Exercise requirements
The answer should be one number: the count of lines in the listing below with "groups" in them.

Extracted data
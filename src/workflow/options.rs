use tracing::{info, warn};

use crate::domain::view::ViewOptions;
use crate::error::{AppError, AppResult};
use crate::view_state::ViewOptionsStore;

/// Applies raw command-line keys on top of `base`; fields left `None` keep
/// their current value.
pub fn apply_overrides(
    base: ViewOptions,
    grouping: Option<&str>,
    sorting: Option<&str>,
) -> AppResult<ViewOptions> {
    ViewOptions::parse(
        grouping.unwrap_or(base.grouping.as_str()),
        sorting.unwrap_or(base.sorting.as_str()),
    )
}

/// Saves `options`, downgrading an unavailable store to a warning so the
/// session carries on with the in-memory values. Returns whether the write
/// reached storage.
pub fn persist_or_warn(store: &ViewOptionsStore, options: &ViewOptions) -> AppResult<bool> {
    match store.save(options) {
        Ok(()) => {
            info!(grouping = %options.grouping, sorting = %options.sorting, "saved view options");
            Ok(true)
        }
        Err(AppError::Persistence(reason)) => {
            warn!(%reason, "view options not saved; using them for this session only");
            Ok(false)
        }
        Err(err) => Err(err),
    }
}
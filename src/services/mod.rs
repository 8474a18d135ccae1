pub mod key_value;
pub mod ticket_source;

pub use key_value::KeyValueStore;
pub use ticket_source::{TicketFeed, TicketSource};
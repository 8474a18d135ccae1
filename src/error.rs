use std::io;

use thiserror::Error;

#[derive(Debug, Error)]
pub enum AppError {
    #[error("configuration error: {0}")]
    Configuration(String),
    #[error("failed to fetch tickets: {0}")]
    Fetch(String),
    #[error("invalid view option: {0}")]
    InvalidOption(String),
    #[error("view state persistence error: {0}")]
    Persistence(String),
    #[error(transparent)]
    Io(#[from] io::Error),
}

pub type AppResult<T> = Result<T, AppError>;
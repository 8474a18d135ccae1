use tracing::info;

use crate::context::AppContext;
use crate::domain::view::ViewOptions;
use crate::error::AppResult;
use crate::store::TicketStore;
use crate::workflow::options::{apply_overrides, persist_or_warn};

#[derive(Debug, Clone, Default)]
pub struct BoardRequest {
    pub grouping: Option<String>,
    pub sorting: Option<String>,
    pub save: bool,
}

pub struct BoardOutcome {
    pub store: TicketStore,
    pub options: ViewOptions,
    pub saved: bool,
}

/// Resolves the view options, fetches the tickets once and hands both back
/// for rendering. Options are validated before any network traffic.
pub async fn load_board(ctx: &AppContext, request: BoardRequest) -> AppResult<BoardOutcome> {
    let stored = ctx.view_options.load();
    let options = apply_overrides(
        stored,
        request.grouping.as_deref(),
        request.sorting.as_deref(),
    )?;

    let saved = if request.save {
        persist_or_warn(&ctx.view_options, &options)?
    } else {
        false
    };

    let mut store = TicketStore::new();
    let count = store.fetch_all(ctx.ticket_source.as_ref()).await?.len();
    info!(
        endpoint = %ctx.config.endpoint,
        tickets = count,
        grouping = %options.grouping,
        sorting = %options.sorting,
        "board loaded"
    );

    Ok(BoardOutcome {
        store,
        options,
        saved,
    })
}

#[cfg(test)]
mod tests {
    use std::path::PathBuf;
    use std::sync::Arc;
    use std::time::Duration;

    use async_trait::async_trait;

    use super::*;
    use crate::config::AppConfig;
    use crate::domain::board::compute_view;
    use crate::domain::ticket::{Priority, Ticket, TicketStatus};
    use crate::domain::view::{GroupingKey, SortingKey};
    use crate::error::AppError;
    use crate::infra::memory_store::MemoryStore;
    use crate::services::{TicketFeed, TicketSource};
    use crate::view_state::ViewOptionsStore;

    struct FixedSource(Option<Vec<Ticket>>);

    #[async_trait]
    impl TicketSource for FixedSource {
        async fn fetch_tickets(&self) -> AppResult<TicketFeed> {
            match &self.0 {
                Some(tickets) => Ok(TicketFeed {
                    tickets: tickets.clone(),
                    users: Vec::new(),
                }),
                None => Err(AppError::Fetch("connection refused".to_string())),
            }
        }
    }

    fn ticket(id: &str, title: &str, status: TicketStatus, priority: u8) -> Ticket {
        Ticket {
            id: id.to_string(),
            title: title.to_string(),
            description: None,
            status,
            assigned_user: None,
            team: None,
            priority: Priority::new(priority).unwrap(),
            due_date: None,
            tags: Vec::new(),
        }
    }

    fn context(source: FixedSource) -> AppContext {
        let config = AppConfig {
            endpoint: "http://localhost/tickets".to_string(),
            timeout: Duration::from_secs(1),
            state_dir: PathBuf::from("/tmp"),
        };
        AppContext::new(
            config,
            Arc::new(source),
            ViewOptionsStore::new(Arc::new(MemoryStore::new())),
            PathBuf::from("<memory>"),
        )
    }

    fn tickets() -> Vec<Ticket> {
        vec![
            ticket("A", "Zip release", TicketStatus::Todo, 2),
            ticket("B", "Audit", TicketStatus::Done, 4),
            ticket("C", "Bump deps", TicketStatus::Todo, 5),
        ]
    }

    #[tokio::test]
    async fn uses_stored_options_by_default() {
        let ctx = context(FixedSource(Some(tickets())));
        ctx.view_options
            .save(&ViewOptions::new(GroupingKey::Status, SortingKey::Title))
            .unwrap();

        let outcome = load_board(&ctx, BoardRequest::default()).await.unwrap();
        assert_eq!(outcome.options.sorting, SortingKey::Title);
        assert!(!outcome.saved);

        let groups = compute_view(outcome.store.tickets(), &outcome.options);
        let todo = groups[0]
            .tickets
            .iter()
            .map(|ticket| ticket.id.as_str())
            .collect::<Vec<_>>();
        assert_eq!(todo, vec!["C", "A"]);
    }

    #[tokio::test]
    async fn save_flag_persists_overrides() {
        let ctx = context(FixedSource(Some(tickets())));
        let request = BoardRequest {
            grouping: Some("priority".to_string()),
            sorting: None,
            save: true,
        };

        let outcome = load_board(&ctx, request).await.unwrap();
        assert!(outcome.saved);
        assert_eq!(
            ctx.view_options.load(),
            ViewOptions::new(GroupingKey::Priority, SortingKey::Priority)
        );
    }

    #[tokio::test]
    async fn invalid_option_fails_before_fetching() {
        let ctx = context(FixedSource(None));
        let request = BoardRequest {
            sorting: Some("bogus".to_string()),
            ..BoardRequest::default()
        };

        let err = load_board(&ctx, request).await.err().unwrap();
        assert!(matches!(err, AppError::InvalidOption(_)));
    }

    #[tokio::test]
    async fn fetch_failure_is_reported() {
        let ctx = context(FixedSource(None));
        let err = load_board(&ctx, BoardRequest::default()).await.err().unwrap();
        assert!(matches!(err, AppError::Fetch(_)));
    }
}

Answer box
2